> [TASK DETAILS] Work through the lines of the material below, note those with the word "products", and give their number, nothing else.

> [ENTRIES PROVIDED]
'''

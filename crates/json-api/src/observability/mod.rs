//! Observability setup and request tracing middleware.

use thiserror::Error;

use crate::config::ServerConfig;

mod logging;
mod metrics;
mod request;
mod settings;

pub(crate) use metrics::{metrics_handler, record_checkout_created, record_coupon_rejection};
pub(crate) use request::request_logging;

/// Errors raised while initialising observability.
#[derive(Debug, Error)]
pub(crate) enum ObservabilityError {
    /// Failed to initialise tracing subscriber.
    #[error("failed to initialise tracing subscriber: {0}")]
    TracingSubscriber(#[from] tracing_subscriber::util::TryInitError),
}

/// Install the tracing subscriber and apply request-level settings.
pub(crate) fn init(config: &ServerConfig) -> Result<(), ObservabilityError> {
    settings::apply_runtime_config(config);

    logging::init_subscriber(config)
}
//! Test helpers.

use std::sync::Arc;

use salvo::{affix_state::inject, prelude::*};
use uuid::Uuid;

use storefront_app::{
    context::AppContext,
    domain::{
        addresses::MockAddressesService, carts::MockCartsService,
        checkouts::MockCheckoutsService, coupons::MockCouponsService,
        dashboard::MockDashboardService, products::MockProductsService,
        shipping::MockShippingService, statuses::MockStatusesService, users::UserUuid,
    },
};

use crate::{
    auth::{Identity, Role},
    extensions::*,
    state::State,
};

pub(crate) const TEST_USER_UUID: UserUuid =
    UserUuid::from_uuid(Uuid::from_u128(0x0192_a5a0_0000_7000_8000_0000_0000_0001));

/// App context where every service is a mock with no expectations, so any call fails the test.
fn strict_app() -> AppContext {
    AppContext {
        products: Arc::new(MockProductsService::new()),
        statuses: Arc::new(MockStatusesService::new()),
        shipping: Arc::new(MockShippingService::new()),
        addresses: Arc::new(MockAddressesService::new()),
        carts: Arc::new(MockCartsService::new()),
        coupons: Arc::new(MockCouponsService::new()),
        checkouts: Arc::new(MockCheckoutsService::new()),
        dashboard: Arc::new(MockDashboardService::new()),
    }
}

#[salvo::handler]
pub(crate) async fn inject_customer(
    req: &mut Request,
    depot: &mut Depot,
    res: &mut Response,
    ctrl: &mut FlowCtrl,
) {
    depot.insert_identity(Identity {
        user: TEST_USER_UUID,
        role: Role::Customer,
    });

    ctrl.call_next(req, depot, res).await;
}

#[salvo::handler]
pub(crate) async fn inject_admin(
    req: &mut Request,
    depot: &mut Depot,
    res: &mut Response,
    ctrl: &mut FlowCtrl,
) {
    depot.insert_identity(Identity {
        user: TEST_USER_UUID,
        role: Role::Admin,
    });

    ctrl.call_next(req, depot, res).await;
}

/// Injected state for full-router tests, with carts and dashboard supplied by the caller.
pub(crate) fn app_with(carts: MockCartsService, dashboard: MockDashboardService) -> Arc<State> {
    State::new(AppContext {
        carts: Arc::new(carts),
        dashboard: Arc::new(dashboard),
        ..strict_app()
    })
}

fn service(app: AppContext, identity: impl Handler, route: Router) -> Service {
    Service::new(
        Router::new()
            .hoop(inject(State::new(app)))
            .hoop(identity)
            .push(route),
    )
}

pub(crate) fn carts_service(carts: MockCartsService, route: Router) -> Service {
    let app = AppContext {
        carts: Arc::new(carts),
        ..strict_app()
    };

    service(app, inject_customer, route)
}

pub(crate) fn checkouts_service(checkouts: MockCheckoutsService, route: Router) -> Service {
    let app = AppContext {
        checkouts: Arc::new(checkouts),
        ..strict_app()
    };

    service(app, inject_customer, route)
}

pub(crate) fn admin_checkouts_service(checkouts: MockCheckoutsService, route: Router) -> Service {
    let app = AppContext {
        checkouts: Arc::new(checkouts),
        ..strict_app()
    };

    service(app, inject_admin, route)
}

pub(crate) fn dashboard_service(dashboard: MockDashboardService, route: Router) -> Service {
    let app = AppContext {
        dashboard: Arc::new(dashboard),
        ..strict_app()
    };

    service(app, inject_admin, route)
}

'''

> [OUTPUT OF THE TASK] 2